Cómo nos sentimos las mujeres
Por:*Sonia Castro Escalante
¡Hola,” licen”!, ¡cómo está, “licen”!, son saludos de mis estudiantes que voy escuchando a lo largo de los pasillos que me conducen a las aulas. Pues, sí, soy una profesora universitaria que ya peina canas y cuya edad cifra alrededor del medio siglo. Y no sólo eso. Como muchísimas de mi generación, soy la primera profesional de todas las mujeres de mi familia que me antecedieron en el tiempo.
Retrocedamos, entonces, en el tiempo: Mi madre, mis tías, mis madrinas, las comadres de ellas, las vecinas, las mamás de mis amigas, todas, todas ellas eran gobernantes de sus casas, cumplían lo que se llama “labores de casa”. Habían concluido, con suerte algunas, estudios de primaria y hasta ahí llegaron. Se dolían, a veces, de la imposibilidad de no haber podido estudiar, pero se trazaron un propósito firme: “mi hija no será como yo” e hicieron que el estudio sea lo prioritario, lo más importante, una especie de “tabla de salvación”. En las charlas íntimas entre madre e hija salía la frase tantas veces reiterada: “No tienes que ser como yo.
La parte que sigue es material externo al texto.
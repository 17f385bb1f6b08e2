//! CSS Syntax Module Level 3 — Parsing and tokenization.
//! Spec: <https://www.w3.org/TR/css-syntax-3/>
//!
//! Besides parsing, this crate hosts the small plugin framework stylesheet transforms run in:
//! a mutable document tree, traversal hooks and diagnostics.

#![forbid(unsafe_code)]

mod parser;
mod processor;
mod tree;

pub use parser::parse_stylesheet;
pub use processor::{Plugin, ProcessResult, Processor, Warning};
pub use tree::{AtRule, Declaration, Node, StyleRule, Stylesheet, normalize_property_name};
//! Binds a [`Session`] to the stylesheet processor's traversal hooks.

use anyhow::Result;
use css_syntax::{Plugin, StyleRule, Stylesheet, Warning};

use crate::options::Options;
use crate::session::Session;

pub const PLUGIN_NAME: &str = "css-contains";

/// The `@contains` stylesheet plugin.
#[derive(Clone, Debug, Default)]
pub struct ContainsPlugin {
    session: Session,
}

impl ContainsPlugin {
    pub fn new(options: Options) -> Self {
        Self {
            session: Session::new(options),
        }
    }

    pub const fn session(&self) -> &Session {
        &self.session
    }
}

impl Plugin for ContainsPlugin {
    fn name(&self) -> &'static str {
        PLUGIN_NAME
    }

    fn once(&mut self, sheet: &mut Stylesheet, warnings: &mut Vec<Warning>) -> Result<()> {
        match self.session.register_all(sheet) {
            Ok(raised) => {
                warnings.extend(raised.into_iter().map(|warning| Warning {
                    plugin: PLUGIN_NAME,
                    text: warning.to_string(),
                }));
                Ok(())
            }
            Err(error) => {
                // The document is abandoned, so `once_exit` will not run for it.
                self.session.reset_session();
                Err(error.into())
            }
        }
    }

    fn rule(&mut self, rule: &mut StyleRule) -> Result<()> {
        self.session.process_container(rule);
        Ok(())
    }

    fn once_exit(&mut self, _sheet: &mut Stylesheet) -> Result<()> {
        self.session.reset_session();
        Ok(())
    }
}
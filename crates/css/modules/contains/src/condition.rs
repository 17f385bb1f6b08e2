//! A registered condition block: the query it waits for and the declarations it injects.

use css_syntax::{AtRule, Declaration, Node};
use indexmap::IndexMap;
use log::debug;

use crate::error::{ContainsError, ContainsWarning, StructureIssue};
use crate::options::Duplication;
use crate::params::parse_params;

/// One injected declaration's value, with its `!important` flag kept apart from the text.
#[derive(Clone, Debug, PartialEq, Eq)]
pub struct PayloadValue {
    pub value: String,
    pub important: bool,
}

impl PayloadValue {
    pub fn new(value: impl Into<String>) -> Self {
        Self {
            value: value.into(),
            important: false,
        }
    }
}

impl From<&Declaration> for PayloadValue {
    fn from(decl: &Declaration) -> Self {
        Self {
            value: decl.value.clone(),
            important: decl.important,
        }
    }
}

/// Declarations a condition injects, keyed by property in first-declared order.
pub type Payload = IndexMap<String, PayloadValue>;

/// Which kind of query produced a value. `Pair` takes precedence over `Single`.
#[derive(Clone, Copy, Debug, PartialEq, Eq, Hash)]
pub enum Variant {
    Single,
    Pair,
}

/// What a container has to declare for a condition to apply.
#[derive(Clone, Debug, PartialEq, Eq, Hash)]
pub enum Query {
    /// `(property)`: any value matches.
    Single { property: String },
    /// `(property: value)`: the value has to match exactly.
    Pair { property: String, value: String },
}

impl Query {
    pub fn property(&self) -> &str {
        match self {
            Self::Single { property } | Self::Pair { property, .. } => property,
        }
    }

    pub const fn variant(&self) -> Variant {
        match self {
            Self::Single { .. } => Variant::Single,
            Self::Pair { .. } => Variant::Pair,
        }
    }

    /// Whether `decl` satisfies this query.
    pub fn matches(&self, decl: &Declaration) -> bool {
        match self {
            Self::Single { property } => decl.name == *property,
            Self::Pair { property, value } => decl.name == *property && decl.value == *value,
        }
    }
}

/// One live condition.
#[derive(Clone, Debug, PartialEq, Eq)]
pub struct Condition {
    pub query: Query,
    /// Injected values replace the container's own conflicting declarations.
    pub overrides: bool,
    pub payload: Payload,
}

impl Condition {
    pub const fn new(query: Query, overrides: bool, payload: Payload) -> Self {
        Self {
            query,
            overrides,
            payload,
        }
    }

    /// Validate a detached `@contains` block and build the condition it declares.
    ///
    /// # Errors
    /// Returns [`ContainsError::Syntax`] for malformed parameters and
    /// [`ContainsError::Structure`] for a missing body or nested rules.
    pub fn from_at_rule(at_rule: &AtRule) -> Result<(Self, Vec<ContainsWarning>), ContainsError> {
        let params = parse_params(&at_rule.params)?;
        let mut warnings = params.warnings;
        let structure = |reason: StructureIssue| ContainsError::Structure {
            params: at_rule.params.trim().to_owned(),
            reason,
        };

        let Some(nodes) = &at_rule.nodes else {
            return Err(structure(StructureIssue::MissingBody));
        };
        if nodes.is_empty() {
            warnings.push(ContainsWarning::EmptyBody);
        }

        let mut payload = Payload::new();
        for node in nodes {
            match node {
                Node::Declaration(decl) => {
                    payload.insert(decl.name.clone(), PayloadValue::from(decl));
                }
                Node::Rule(_) => return Err(structure(StructureIssue::NestedRule)),
                Node::AtRule(_) => return Err(structure(StructureIssue::NestedAtRule)),
                Node::Comment(_) => {}
            }
        }

        Ok((Self::new(params.query, params.overrides, payload), warnings))
    }

    pub fn variant(&self) -> Variant {
        self.query.variant()
    }

    /// Reconcile a duplicate registration of the same key into `self`.
    pub fn reconcile(&mut self, newer: Self, policy: Duplication) {
        debug!(
            target: "css_contains",
            "{policy} duplicate @contains on {:?}",
            self.query
        );
        match policy {
            Duplication::Merge => {
                // Existing keys keep their position and take the newer value.
                self.payload.extend(newer.payload);
                self.overrides |= newer.overrides;
            }
            Duplication::Replace => {
                self.payload = newer.payload;
                self.overrides = newer.overrides;
            }
        }
    }
}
No tienes que quedarte para la cocina”.
Las hijas nos pusimos a la faena y conseguimos titularnos de las universidades, por lo menos, en lo que se refiere a mi familia, como un acontecimiento que hacía historia. Somos, entonces, algo así como unas fundadoras que empiezan a escribir una nueva historia. En palabras de la antropóloga estadounidense Margaret Mead, seríamos algo semejante a unas primeras generaciones nacidas en un país nuevo.
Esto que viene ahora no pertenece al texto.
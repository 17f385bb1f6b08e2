//! Matches a style container against every live condition and folds the payloads together.

use css_syntax::StyleRule;
use indexmap::IndexMap;
use log::trace;

use crate::condition::{Condition, Variant};
use crate::store::ConditionStore;

/// The value a property resolves to, and where it came from.
#[derive(Clone, Debug, PartialEq, Eq)]
pub struct Resolved {
    pub value: String,
    pub important: bool,
    pub overrides: bool,
    pub source: Variant,
}

/// Property → resolved value for one container, in first-fold order.
pub type Resolution = IndexMap<String, Resolved>;

/// Result of [`evaluate`].
#[derive(Clone, Debug, Default, PartialEq, Eq)]
pub struct Evaluation {
    /// Whether at least one condition matched.
    pub matched: bool,
    pub resolution: Resolution,
}

/// Fold one matched condition's payload into `resolution`.
///
/// A value that came from a `Pair` query is never demoted by a `Single` one; otherwise the
/// later fold wins. Overwriting keeps the property's original position.
pub fn fold(resolution: &mut Resolution, condition: &Condition) {
    let source = condition.variant();
    for (property, payload) in &condition.payload {
        if source == Variant::Single
            && resolution
                .get(property)
                .is_some_and(|existing| existing.source == Variant::Pair)
        {
            trace!(target: "css_contains", "keeping pair-sourced {property}");
            continue;
        }
        resolution.insert(
            property.clone(),
            Resolved {
                value: payload.value.clone(),
                important: payload.important,
                overrides: condition.overrides,
                source,
            },
        );
    }
}

/// Match every direct declaration of `rule` against the store, in declaration order then
/// registration order. Read-only with respect to `rule`.
pub fn evaluate(store: &ConditionStore, rule: &StyleRule) -> Evaluation {
    let mut evaluation = Evaluation::default();
    if store.is_empty() {
        return evaluation;
    }
    for decl in rule.declarations() {
        for condition in store.iter().filter(|condition| condition.query.matches(decl)) {
            trace!(
                target: "css_contains",
                "`{}` matched {:?} on `{}`",
                rule.prelude,
                condition.query,
                decl
            );
            fold(&mut evaluation.resolution, condition);
            evaluation.matched = true;
        }
    }
    evaluation
}

#[cfg(test)]
mod tests {
    use super::*;
    use crate::condition::{Payload, PayloadValue, Query};

    fn condition(query: Query, overrides: bool, entries: &[(&str, &str)]) -> Condition {
        let payload: Payload = entries
            .iter()
            .map(|&(name, value)| (name.to_owned(), PayloadValue::new(value)))
            .collect();
        Condition::new(query, overrides, payload)
    }

    fn single(property: &str) -> Query {
        Query::Single {
            property: property.to_owned(),
        }
    }

    fn pair(property: &str, value: &str) -> Query {
        Query::Pair {
            property: property.to_owned(),
            value: value.to_owned(),
        }
    }

    fn values(resolution: &Resolution) -> Vec<(&str, &str)> {
        resolution
            .iter()
            .map(|(name, resolved)| (name.as_str(), resolved.value.as_str()))
            .collect()
    }

    #[test]
    fn pair_beats_single_regardless_of_order() {
        let mut store = ConditionStore::new();
        store.push(condition(pair("display", "block"), false, &[("color", "blue")]));
        store.push(condition(single("display"), false, &[("color", "red")]));
        let rule = StyleRule::new("span").with_declaration("display", "block");
        let evaluation = evaluate(&store, &rule);
        assert!(evaluation.matched);
        assert_eq!(values(&evaluation.resolution), [("color", "blue")]);
    }

    #[test]
    fn later_condition_wins_among_equals() {
        let mut store = ConditionStore::new();
        store.push(condition(single("position"), false, &[("align-items", "center")]));
        store.push(condition(single("display"), true, &[("align-items", "stretch")]));
        let rule = StyleRule::new("div")
            .with_declaration("position", "relative")
            .with_declaration("display", "flex");
        let evaluation = evaluate(&store, &rule);
        assert_eq!(values(&evaluation.resolution), [("align-items", "stretch")]);
        assert_eq!(
            evaluation.resolution.get("align-items").map(|resolved| resolved.overrides),
            Some(true)
        );
    }

    #[test]
    fn pair_requires_exact_value() {
        let mut store = ConditionStore::new();
        store.push(condition(pair("display", "flex"), false, &[("gap", "1px")]));
        let rule = StyleRule::new("div").with_declaration("display", "inline-flex");
        let evaluation = evaluate(&store, &rule);
        assert!(!evaluation.matched);
        assert!(evaluation.resolution.is_empty());
    }

    #[test]
    fn matching_condition_with_empty_payload_still_counts() {
        let mut store = ConditionStore::new();
        store.push(condition(single("gap"), false, &[]));
        let rule = StyleRule::new("div").with_declaration("gap", "0");
        assert!(evaluate(&store, &rule).matched);
    }
}
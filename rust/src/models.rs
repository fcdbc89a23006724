//! Core data types for the scheduling engine.

use chrono::NaiveDate;
use pyo3::prelude::*;
use serde::{Deserialize, Serialize};

/// Effort assumed for a task without a usable estimate.
pub const DEFAULT_ESTIMATED_HOURS: f64 = 2.0;

/// A task to be scheduled.
///
/// Identity is `id` alone; `dependencies` must reference other tasks' ids.
#[pyclass]
#[derive(Clone, Debug, PartialEq, Serialize, Deserialize)]
#[serde(rename_all = "camelCase")]
pub struct TaskInput {
    #[pyo3(get, set)]
    pub id: String,
    #[pyo3(get, set)]
    pub title: String,
    #[pyo3(get, set)]
    #[serde(default)]
    pub estimated_hours: Option<f64>,
    #[pyo3(get, set)]
    #[serde(default)]
    pub dependencies: Vec<String>,
    #[pyo3(get, set)]
    #[serde(default)]
    pub assignee: Option<String>,
}

impl TaskInput {
    pub fn new(id: impl Into<String>, title: impl Into<String>) -> Self {
        Self {
            id: id.into(),
            title: title.into(),
            estimated_hours: None,
            dependencies: Vec::new(),
            assignee: None,
        }
    }

    /// Estimate in hours, falling back to the default when absent or unusable.
    pub fn effective_hours(&self) -> f64 {
        match self.estimated_hours {
            Some(h) if h.is_finite() && h > 0.0 => h,
            _ => DEFAULT_ESTIMATED_HOURS,
        }
    }
}

#[pymethods]
impl TaskInput {
    #[new]
    #[pyo3(signature = (id, title, estimated_hours=None, dependencies=None, assignee=None))]
    fn py_new(
        id: String,
        title: String,
        estimated_hours: Option<f64>,
        dependencies: Option<Vec<String>>,
        assignee: Option<String>,
    ) -> Self {
        Self {
            id,
            title,
            estimated_hours,
            dependencies: dependencies.unwrap_or_default(),
            assignee,
        }
    }

    fn __repr__(&self) -> String {
        format!(
            "TaskInput(id={:?}, hours={:?}, deps={})",
            self.id,
            self.estimated_hours,
            self.dependencies.len()
        )
    }
}

/// Concrete dates assigned to one task.
#[pyclass]
#[derive(Clone, Debug, PartialEq, Serialize, Deserialize)]
#[serde(rename_all = "camelCase")]
pub struct TaskSchedule {
    #[pyo3(get)]
    pub task_id: String,
    #[pyo3(get)]
    pub title: String,
    #[pyo3(get)]
    pub start_date: NaiveDate,
    #[pyo3(get)]
    pub due_date: NaiveDate,
    #[pyo3(get)]
    pub estimated_hours: f64,
    #[pyo3(get)]
    pub dependencies: Vec<String>,
    #[pyo3(get)]
    pub assignee: Option<String>,
    #[pyo3(get)]
    pub buffer_days: u32,
    #[pyo3(get)]
    pub is_critical_path: bool,
}

#[pymethods]
impl TaskSchedule {
    fn __repr__(&self) -> String {
        format!(
            "TaskSchedule(task_id={:?}, start={}, due={}, buffer={}, critical={})",
            self.task_id, self.start_date, self.due_date, self.buffer_days, self.is_critical_path
        )
    }
}

#[derive(Clone, Copy, Debug, PartialEq, Eq, Hash, Serialize, Deserialize)]
#[serde(rename_all = "snake_case")]
pub enum WarningType {
    TightSchedule,
    Overallocation,
    DependencyConflict,
    ImpossibleDeadline,
}

impl WarningType {
    pub fn as_str(&self) -> &'static str {
        match self {
            WarningType::TightSchedule => "tight_schedule",
            WarningType::Overallocation => "overallocation",
            WarningType::DependencyConflict => "dependency_conflict",
            WarningType::ImpossibleDeadline => "impossible_deadline",
        }
    }
}

#[derive(Clone, Copy, Debug, PartialEq, Eq, PartialOrd, Ord, Hash, Serialize, Deserialize)]
#[serde(rename_all = "snake_case")]
pub enum Severity {
    Low,
    Medium,
    High,
    Critical,
}

impl Severity {
    pub fn as_str(&self) -> &'static str {
        match self {
            Severity::Low => "low",
            Severity::Medium => "medium",
            Severity::High => "high",
            Severity::Critical => "critical",
        }
    }
}

/// A non-fatal scheduling diagnostic.
#[pyclass]
#[derive(Clone, Debug, PartialEq, Serialize, Deserialize)]
#[serde(rename_all = "camelCase")]
pub struct SchedulingWarning {
    #[serde(rename = "type")]
    pub kind: WarningType,
    #[pyo3(get)]
    #[serde(default, skip_serializing_if = "Option::is_none")]
    pub task_id: Option<String>,
    #[pyo3(get)]
    pub message: String,
    pub severity: Severity,
}

impl SchedulingWarning {
    pub fn new(kind: WarningType, severity: Severity, message: impl Into<String>) -> Self {
        Self {
            kind,
            task_id: None,
            message: message.into(),
            severity,
        }
    }

    pub fn for_task(
        kind: WarningType,
        severity: Severity,
        task_id: impl Into<String>,
        message: impl Into<String>,
    ) -> Self {
        Self {
            task_id: Some(task_id.into()),
            ..Self::new(kind, severity, message)
        }
    }
}

#[pymethods]
impl SchedulingWarning {
    #[getter(warning_type)]
    fn py_warning_type(&self) -> &'static str {
        self.kind.as_str()
    }

    #[getter(severity)]
    fn py_severity(&self) -> &'static str {
        self.severity.as_str()
    }

    fn __repr__(&self) -> String {
        format!(
            "SchedulingWarning(type={}, severity={}, task_id={:?})",
            self.kind.as_str(),
            self.severity.as_str(),
            self.task_id
        )
    }
}

/// Fields written back to task storage after a scheduling run.
#[derive(Clone, Debug, PartialEq, Serialize, Deserialize)]
#[serde(rename_all = "camelCase")]
pub struct ScheduleUpdate {
    pub task_id: String,
    pub start_date: NaiveDate,
    pub due_date: NaiveDate,
    pub buffer_days: u32,
    pub is_critical_path: bool,
}

/// Payload handed to an external suggestion service when a run has critical warnings.
#[derive(Clone, Debug, PartialEq, Serialize, Deserialize)]
#[serde(rename_all = "camelCase")]
pub struct AiReviewRequest {
    pub warnings: Vec<SchedulingWarning>,
    pub tasks: Vec<TaskInput>,
    pub critical_path: Vec<String>,
    pub utilization_rate: f64,
}

/// Output of one scheduling run.
#[pyclass]
#[derive(Clone, Debug, PartialEq, Serialize, Deserialize)]
#[serde(rename_all = "camelCase")]
pub struct SchedulingResult {
    /// One entry per input task, dependencies before dependents.
    #[pyo3(get)]
    pub schedules: Vec<TaskSchedule>,
    /// Work days available in the project window.
    #[pyo3(get)]
    pub total_duration: u32,
    /// Zero-slack task ids in forward-pass order.
    #[pyo3(get)]
    pub critical_path: Vec<String>,
    /// Required over available work days, as a percentage clamped to 0-100.
    #[pyo3(get)]
    pub utilization_rate: f64,
    #[pyo3(get)]
    pub warnings: Vec<SchedulingWarning>,
    #[pyo3(get)]
    pub suggestions: Vec<String>,
}

impl SchedulingResult {
    pub fn schedule_for(&self, task_id: &str) -> Option<&TaskSchedule> {
        self.schedules.iter().find(|s| s.task_id == task_id)
    }

    pub fn has_warning(&self, kind: WarningType) -> bool {
        self.warnings.iter().any(|w| w.kind == kind)
    }

    /// Schedules re-sorted by task id, for callers that do not want topological order.
    pub fn sorted_by_task_id(&self) -> Vec<TaskSchedule> {
        let mut schedules = self.schedules.clone();
        schedules.sort_by(|a, b| a.task_id.cmp(&b.task_id));
        schedules
    }

    pub fn persistence_updates(&self) -> Vec<ScheduleUpdate> {
        self.schedules
            .iter()
            .map(|s| ScheduleUpdate {
                task_id: s.task_id.clone(),
                start_date: s.start_date,
                due_date: s.due_date,
                buffer_days: s.buffer_days,
                is_critical_path: s.is_critical_path,
            })
            .collect()
    }

    /// True when any warning is critical; the caller may then consult an external advisor.
    pub fn needs_ai_review(&self) -> bool {
        self.warnings
            .iter()
            .any(|w| w.severity == Severity::Critical)
    }

    pub fn ai_review_request(&self, tasks: &[TaskInput]) -> Option<AiReviewRequest> {
        if !self.needs_ai_review() {
            return None;
        }
        Some(AiReviewRequest {
            warnings: self.warnings.clone(),
            tasks: tasks.to_vec(),
            critical_path: self.critical_path.clone(),
            utilization_rate: self.utilization_rate,
        })
    }

    /// A copy of this result with externally produced suggestions appended.
    pub fn with_external_suggestions(&self, extra: impl IntoIterator<Item = String>) -> Self {
        let mut result = self.clone();
        result.suggestions.extend(extra);
        result
    }
}

#[pymethods]
impl SchedulingResult {
    #[pyo3(name = "needs_ai_review")]
    fn py_needs_ai_review(&self) -> bool {
        self.needs_ai_review()
    }

    #[pyo3(name = "sorted_by_task_id")]
    fn py_sorted_by_task_id(&self) -> Vec<TaskSchedule> {
        self.sorted_by_task_id()
    }

    fn to_json(&self) -> PyResult<String> {
        serde_json::to_string(self)
            .map_err(|e| pyo3::exceptions::PyValueError::new_err(e.to_string()))
    }

    fn __repr__(&self) -> String {
        format!(
            "SchedulingResult(schedules={}, critical_path={}, utilization={:.1}, warnings={})",
            self.schedules.len(),
            self.critical_path.len(),
            self.utilization_rate,
            self.warnings.len()
        )
    }
}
Profesoras universitarias de más de medio siglo las hay, pero son perlas de muestra, grandes pioneras que las debieron tener muy difícil. Nosotras, las de cuatro o cinco décadas, aun somos minoría en muchas carreras, incluso cuando el estudiantado está compuesto abrumadoramente por universitarias. Ni qué se diga de los niveles de decisión, en los que la presencia masculina es predominante, con algunos lunares de muestra de lo contrario. Abrimos brecha para las que nos siguen en la docencia. Ellas lucharán ya por ocupar niveles de alta responsabilidad, pues el profesorado universitario ya se verá completamente normal para el sexo femenino.
Sin embargo, la ruptura generacional en esa tarea “fundacional” no está exenta de contradicciones. Nuestras madres, las que hicieron posible la continuación de los estudios de nosotras, sus hijas, ¿realmente no eran un modelo a seguir? ¿Estaba tan devaluada su existencia misma? ¿Acaso no contribuyeron a nada realmente importante en la vida? Sin duda, en las cifras de ingreso monetario en las estadísticas, su aporte es invisible; en ese sentido, no hicieron nada que valga la pena.
Pero, una mirada nostálgica me permite descubrir ahora algo de lo que ya carecen los hijos de las “fundadoras”: la presencia cálida de la madre, ese alguien que nos preparó el equipaje y nos entregó el boleto de viaje hacia ese “país nuevo” que ha sido adentrarse en el mundo laboral y remunerado. Mamás que nos preparaban el desayuno de avena para antes de salir temprano a las clases, las “madrugadas” (en realidad, ni tan madrugadas, las siete menos cuarto); mamás que estaban pendientes a nuestro regreso de saber cómo habíamos dado el “parcial”; mamás que no podían —porque no sabían— cómo darnos una mano en los trabajos (no sabían utilizar un teclado, por ejemplo) pero que vivían intensamente con nosotras las dificultades; mamás que nos aguardaban con la cena hecha y abrigada entre frazadas (que microondas no había).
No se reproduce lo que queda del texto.